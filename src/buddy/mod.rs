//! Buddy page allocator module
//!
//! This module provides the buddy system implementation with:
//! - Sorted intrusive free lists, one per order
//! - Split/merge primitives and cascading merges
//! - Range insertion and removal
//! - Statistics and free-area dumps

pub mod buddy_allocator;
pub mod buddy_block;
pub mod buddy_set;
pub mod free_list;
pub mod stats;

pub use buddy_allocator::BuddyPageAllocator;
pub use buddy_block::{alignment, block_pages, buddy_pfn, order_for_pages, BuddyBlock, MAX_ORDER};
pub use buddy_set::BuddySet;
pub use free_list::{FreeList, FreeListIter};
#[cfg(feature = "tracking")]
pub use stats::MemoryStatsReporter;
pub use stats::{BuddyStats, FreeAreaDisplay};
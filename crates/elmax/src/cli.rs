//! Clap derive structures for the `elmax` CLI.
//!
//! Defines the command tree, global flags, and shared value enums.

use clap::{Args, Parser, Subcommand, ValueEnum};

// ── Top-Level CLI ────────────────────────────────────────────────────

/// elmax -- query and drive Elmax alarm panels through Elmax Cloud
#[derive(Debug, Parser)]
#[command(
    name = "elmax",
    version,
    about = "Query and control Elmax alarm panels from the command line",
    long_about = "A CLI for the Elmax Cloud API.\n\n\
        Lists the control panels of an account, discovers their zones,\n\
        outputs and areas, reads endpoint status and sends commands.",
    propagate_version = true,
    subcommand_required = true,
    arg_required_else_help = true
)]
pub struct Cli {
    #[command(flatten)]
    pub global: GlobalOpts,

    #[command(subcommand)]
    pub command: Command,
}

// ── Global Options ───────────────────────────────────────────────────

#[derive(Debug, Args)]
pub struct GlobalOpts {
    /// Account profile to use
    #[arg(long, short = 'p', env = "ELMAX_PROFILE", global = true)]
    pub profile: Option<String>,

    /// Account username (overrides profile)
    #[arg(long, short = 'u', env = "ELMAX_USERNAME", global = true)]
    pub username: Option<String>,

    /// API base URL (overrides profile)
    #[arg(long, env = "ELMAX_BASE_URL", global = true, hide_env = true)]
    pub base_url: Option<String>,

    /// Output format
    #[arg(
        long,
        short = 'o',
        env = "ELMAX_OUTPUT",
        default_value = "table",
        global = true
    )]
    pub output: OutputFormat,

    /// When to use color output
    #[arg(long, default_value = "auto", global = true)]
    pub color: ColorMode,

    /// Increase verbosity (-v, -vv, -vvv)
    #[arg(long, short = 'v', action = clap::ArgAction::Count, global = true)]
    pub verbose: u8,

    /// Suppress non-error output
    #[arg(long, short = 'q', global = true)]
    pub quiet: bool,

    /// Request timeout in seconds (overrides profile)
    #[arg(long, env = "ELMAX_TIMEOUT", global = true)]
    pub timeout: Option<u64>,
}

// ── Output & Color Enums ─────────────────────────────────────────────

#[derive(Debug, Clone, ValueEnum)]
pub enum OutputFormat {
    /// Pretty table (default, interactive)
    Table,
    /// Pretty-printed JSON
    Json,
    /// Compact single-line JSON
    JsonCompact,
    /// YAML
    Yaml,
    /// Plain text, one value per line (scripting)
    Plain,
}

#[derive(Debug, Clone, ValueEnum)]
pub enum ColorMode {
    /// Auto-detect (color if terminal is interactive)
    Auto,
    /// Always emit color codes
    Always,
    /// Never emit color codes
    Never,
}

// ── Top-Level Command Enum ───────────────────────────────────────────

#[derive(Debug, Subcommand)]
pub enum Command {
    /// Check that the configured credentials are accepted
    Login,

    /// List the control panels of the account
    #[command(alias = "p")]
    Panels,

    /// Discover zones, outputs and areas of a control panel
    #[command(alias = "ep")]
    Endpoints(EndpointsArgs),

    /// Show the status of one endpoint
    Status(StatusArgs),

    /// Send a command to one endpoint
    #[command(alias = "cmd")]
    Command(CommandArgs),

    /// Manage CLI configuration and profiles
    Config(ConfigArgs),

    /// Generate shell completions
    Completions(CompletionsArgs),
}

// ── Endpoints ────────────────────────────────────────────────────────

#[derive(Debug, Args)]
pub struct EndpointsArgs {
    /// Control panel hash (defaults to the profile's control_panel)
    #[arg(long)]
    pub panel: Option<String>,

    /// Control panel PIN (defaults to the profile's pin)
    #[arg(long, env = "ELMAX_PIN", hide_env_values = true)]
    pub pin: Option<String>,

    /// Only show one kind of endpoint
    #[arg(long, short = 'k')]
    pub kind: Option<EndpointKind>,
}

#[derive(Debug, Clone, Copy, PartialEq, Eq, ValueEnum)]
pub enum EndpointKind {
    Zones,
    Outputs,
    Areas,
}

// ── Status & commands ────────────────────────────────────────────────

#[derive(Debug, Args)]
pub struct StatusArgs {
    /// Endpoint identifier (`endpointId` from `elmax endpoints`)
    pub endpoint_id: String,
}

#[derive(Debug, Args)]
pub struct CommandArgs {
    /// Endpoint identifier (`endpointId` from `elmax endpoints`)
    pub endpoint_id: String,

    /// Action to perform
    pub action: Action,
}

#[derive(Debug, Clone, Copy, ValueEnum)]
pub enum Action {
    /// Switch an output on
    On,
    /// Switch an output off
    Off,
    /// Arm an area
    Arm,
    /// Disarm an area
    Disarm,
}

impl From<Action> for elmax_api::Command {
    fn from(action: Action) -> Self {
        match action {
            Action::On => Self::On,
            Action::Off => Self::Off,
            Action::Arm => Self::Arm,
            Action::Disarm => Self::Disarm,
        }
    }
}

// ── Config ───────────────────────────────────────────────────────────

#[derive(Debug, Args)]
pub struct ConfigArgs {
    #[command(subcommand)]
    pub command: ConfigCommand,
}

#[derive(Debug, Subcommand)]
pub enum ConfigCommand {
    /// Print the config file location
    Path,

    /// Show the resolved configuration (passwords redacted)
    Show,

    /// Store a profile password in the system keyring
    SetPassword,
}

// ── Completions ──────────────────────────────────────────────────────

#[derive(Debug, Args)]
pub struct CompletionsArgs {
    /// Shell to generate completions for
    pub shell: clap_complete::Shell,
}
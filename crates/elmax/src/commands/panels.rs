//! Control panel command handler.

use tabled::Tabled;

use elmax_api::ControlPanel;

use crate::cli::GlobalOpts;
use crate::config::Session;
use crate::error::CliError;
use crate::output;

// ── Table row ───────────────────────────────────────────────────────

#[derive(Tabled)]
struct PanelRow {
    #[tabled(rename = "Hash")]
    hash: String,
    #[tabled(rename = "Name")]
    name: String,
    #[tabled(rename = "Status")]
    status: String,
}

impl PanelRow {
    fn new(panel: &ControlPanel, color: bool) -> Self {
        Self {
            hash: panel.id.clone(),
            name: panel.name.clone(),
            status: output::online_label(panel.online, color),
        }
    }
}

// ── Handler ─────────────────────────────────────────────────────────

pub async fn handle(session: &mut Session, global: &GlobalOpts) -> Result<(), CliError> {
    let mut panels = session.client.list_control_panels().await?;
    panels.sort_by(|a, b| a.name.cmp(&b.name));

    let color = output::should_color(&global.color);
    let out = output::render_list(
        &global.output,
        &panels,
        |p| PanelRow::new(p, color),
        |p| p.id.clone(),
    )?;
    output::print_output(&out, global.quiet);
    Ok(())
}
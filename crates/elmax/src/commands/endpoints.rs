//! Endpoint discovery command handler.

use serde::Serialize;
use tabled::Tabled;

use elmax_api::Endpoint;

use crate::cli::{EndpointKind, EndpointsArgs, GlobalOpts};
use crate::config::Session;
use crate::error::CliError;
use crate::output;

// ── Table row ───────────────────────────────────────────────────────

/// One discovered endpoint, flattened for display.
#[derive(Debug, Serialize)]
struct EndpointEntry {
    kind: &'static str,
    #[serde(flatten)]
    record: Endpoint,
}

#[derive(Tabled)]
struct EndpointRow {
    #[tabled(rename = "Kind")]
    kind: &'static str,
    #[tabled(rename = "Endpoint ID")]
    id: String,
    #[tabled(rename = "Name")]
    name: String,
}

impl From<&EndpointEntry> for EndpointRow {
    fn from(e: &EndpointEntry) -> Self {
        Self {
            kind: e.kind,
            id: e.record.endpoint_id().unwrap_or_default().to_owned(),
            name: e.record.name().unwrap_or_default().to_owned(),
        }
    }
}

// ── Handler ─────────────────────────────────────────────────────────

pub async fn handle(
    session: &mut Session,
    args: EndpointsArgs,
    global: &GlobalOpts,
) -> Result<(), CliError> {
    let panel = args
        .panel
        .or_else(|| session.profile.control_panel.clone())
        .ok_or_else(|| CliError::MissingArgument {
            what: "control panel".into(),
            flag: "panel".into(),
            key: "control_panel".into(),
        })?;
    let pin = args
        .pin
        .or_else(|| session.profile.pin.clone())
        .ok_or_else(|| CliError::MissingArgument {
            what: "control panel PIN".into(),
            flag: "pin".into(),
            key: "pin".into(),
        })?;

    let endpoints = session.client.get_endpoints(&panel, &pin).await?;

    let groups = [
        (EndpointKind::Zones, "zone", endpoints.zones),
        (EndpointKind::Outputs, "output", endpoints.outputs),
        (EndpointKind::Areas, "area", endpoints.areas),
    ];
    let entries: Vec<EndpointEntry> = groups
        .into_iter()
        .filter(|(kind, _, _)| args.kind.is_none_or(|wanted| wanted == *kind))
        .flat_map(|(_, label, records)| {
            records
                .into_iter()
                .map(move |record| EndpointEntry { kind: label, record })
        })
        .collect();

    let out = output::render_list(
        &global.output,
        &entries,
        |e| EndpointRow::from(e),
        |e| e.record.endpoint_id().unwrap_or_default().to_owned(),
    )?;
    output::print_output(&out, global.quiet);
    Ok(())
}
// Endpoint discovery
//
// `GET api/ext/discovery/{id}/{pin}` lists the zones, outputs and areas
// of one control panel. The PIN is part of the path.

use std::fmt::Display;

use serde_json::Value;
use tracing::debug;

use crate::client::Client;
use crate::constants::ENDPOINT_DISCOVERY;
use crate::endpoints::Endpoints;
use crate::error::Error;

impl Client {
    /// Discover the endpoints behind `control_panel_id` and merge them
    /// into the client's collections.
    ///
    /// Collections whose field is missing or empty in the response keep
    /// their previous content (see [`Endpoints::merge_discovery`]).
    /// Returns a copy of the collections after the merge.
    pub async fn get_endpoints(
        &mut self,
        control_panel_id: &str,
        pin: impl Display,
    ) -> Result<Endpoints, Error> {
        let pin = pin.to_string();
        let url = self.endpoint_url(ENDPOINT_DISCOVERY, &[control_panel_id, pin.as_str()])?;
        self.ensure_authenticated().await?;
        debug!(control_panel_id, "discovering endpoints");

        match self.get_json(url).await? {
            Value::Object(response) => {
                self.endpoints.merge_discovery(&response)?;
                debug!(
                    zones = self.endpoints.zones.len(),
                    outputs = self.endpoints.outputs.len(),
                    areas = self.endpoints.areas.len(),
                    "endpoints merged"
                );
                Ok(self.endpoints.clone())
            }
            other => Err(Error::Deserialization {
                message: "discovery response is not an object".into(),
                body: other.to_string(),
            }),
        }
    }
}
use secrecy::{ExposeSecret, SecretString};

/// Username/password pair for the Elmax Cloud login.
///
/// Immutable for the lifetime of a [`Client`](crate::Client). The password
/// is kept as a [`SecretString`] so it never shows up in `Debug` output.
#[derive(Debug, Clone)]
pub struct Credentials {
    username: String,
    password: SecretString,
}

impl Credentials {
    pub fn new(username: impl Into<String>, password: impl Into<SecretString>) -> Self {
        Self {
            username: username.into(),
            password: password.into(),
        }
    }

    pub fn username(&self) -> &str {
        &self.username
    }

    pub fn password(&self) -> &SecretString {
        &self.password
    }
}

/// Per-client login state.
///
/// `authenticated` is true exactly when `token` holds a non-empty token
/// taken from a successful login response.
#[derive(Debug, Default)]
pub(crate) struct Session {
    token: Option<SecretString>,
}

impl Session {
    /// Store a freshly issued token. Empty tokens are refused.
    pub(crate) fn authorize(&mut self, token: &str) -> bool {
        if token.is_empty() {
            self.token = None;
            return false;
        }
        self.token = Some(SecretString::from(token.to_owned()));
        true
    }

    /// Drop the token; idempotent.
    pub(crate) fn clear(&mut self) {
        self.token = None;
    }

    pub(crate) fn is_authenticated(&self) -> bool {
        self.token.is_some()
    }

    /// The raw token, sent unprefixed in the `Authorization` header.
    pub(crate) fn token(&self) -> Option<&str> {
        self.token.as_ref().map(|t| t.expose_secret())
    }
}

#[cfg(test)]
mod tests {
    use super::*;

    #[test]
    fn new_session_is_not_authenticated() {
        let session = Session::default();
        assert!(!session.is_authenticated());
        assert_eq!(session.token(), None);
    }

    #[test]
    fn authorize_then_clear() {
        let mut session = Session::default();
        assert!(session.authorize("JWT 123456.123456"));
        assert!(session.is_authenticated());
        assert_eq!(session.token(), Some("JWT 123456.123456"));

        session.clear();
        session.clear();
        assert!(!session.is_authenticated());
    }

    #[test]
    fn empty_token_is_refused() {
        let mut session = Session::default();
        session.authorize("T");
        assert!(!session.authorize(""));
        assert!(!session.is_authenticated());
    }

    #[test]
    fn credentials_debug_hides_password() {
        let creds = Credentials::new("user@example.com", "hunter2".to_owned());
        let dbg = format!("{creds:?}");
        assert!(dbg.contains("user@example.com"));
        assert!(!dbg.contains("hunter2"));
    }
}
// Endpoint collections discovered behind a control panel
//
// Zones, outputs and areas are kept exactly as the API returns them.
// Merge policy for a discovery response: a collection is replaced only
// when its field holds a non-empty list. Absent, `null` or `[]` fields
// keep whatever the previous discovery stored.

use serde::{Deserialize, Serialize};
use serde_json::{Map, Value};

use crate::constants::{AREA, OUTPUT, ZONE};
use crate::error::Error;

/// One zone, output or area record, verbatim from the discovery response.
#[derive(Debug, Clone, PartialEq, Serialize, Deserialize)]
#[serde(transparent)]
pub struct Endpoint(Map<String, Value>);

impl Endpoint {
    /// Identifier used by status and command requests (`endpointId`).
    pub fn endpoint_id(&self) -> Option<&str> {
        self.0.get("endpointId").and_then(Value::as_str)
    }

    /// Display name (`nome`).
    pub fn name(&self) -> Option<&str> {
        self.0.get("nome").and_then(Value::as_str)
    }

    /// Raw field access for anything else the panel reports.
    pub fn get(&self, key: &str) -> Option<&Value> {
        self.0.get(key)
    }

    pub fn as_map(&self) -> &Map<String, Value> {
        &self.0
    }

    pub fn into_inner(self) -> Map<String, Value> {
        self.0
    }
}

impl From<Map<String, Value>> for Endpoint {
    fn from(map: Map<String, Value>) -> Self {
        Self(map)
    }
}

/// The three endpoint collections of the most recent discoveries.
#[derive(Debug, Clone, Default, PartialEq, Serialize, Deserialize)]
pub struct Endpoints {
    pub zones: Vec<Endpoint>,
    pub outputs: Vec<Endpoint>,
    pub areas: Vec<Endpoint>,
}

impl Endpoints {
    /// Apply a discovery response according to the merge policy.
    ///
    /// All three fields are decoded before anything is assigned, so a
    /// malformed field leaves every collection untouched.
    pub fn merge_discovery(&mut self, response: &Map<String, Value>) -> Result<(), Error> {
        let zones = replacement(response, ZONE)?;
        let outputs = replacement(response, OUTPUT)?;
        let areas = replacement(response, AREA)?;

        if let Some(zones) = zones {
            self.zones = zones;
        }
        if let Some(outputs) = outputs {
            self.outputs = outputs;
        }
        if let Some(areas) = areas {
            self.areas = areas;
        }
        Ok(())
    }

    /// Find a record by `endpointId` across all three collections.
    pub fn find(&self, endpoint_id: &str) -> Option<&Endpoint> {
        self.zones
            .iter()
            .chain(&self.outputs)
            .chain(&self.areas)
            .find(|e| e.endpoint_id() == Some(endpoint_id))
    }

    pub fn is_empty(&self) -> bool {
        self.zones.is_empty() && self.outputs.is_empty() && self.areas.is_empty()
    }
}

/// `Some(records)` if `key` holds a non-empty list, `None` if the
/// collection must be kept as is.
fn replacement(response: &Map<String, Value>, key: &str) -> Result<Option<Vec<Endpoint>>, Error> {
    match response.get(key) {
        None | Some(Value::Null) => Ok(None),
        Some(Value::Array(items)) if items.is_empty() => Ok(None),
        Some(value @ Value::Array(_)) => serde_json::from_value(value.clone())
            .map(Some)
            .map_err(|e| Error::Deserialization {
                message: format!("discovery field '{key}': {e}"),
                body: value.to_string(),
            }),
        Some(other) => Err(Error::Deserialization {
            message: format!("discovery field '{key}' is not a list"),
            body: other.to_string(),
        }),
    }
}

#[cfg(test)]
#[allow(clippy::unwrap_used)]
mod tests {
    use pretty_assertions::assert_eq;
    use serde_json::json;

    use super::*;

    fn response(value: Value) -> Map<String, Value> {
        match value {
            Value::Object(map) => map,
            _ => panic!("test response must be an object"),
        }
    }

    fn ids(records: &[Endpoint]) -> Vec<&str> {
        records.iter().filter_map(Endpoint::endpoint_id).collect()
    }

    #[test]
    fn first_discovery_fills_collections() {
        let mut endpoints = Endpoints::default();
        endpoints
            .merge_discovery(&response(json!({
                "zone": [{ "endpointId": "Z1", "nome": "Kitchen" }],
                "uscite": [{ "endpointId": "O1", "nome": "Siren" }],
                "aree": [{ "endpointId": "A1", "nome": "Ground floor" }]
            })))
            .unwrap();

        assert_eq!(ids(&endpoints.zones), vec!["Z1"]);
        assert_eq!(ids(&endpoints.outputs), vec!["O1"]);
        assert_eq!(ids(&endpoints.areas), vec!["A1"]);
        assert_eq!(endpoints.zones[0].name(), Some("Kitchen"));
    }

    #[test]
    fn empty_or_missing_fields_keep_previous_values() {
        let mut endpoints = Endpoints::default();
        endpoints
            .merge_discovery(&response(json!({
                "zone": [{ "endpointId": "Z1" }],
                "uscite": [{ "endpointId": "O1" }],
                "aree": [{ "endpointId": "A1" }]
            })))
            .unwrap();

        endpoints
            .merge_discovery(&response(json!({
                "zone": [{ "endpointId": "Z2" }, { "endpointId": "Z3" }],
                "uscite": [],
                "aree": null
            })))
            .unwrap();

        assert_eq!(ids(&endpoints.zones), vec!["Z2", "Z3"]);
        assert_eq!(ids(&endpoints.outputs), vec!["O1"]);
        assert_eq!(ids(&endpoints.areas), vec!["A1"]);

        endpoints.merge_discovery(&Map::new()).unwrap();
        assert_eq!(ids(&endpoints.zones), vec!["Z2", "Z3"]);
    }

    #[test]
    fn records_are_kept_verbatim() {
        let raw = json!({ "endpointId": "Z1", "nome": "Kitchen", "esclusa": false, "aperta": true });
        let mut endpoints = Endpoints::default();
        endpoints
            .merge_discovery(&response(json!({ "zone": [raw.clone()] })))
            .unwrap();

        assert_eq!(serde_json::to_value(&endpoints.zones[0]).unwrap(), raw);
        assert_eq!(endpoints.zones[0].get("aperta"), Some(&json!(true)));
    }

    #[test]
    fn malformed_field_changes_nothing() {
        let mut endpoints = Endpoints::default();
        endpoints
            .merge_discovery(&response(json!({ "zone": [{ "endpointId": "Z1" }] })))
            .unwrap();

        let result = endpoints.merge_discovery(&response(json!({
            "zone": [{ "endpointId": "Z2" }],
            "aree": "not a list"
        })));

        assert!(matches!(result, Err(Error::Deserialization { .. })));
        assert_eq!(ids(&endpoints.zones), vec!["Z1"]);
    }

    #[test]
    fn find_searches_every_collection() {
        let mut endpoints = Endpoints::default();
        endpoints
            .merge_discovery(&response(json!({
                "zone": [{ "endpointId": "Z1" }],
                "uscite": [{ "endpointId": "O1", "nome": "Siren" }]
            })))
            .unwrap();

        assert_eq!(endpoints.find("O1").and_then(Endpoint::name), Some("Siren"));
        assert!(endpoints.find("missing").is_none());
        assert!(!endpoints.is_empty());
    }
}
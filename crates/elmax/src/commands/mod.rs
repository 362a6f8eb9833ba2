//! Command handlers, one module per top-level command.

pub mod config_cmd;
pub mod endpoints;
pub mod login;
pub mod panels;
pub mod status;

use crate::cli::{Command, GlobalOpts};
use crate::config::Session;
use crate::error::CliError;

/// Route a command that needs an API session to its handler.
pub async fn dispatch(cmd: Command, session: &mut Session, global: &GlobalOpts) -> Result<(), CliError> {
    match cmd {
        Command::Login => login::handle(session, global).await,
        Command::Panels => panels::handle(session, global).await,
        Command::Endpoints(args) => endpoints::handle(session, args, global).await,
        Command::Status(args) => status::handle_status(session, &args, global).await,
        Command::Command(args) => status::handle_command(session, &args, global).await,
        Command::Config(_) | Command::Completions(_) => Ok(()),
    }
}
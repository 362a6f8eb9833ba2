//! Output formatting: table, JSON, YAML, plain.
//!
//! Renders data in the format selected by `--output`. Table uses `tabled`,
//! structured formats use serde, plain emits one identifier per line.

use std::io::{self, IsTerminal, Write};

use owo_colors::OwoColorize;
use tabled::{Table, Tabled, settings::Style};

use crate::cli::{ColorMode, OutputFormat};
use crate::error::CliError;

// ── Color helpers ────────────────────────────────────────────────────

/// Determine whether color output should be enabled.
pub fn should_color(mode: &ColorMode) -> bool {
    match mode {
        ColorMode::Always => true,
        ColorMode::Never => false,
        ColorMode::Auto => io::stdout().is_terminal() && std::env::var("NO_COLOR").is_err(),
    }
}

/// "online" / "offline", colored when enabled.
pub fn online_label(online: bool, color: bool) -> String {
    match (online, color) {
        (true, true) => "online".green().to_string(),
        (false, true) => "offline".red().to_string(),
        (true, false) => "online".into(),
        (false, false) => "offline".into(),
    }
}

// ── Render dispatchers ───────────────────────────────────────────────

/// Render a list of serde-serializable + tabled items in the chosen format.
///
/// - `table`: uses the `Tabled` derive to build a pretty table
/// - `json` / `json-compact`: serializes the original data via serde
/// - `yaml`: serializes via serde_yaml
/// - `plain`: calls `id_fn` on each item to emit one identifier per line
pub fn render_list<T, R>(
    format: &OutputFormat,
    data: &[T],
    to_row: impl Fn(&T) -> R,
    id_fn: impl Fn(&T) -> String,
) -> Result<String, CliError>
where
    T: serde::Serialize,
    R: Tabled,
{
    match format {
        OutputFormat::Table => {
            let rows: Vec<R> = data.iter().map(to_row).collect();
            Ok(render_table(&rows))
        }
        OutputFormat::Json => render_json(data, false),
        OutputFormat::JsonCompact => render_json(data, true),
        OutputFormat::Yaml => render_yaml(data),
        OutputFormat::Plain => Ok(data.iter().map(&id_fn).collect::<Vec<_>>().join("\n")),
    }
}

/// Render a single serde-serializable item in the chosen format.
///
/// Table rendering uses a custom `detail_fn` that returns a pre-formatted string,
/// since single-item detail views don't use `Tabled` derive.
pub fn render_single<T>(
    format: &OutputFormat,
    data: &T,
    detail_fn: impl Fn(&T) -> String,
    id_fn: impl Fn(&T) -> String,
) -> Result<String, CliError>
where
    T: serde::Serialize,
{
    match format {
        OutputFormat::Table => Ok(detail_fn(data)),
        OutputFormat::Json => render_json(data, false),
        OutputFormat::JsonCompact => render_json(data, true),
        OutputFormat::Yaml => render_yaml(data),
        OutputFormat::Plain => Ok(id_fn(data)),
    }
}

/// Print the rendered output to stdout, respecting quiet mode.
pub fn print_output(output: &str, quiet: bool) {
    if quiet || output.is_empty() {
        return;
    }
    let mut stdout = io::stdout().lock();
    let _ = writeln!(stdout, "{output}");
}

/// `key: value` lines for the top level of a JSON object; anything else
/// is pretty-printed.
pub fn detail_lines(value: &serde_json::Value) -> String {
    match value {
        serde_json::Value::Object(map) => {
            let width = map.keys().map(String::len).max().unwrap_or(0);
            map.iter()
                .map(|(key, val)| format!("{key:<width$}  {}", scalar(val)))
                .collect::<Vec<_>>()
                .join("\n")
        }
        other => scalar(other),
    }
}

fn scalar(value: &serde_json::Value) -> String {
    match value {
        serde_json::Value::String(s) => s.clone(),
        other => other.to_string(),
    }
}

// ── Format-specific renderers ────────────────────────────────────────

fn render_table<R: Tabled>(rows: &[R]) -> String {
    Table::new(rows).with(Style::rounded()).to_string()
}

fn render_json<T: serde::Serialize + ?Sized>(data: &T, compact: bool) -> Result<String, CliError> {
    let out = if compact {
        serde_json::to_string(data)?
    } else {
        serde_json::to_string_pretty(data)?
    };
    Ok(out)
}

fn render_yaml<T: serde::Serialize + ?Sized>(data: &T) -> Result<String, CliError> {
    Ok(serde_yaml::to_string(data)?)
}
::::
→ **YOUR TASK**:
Some lines in the records above contain "scalar". Count them and give the number only.

→ **WRITTEN RESPONSE**:
3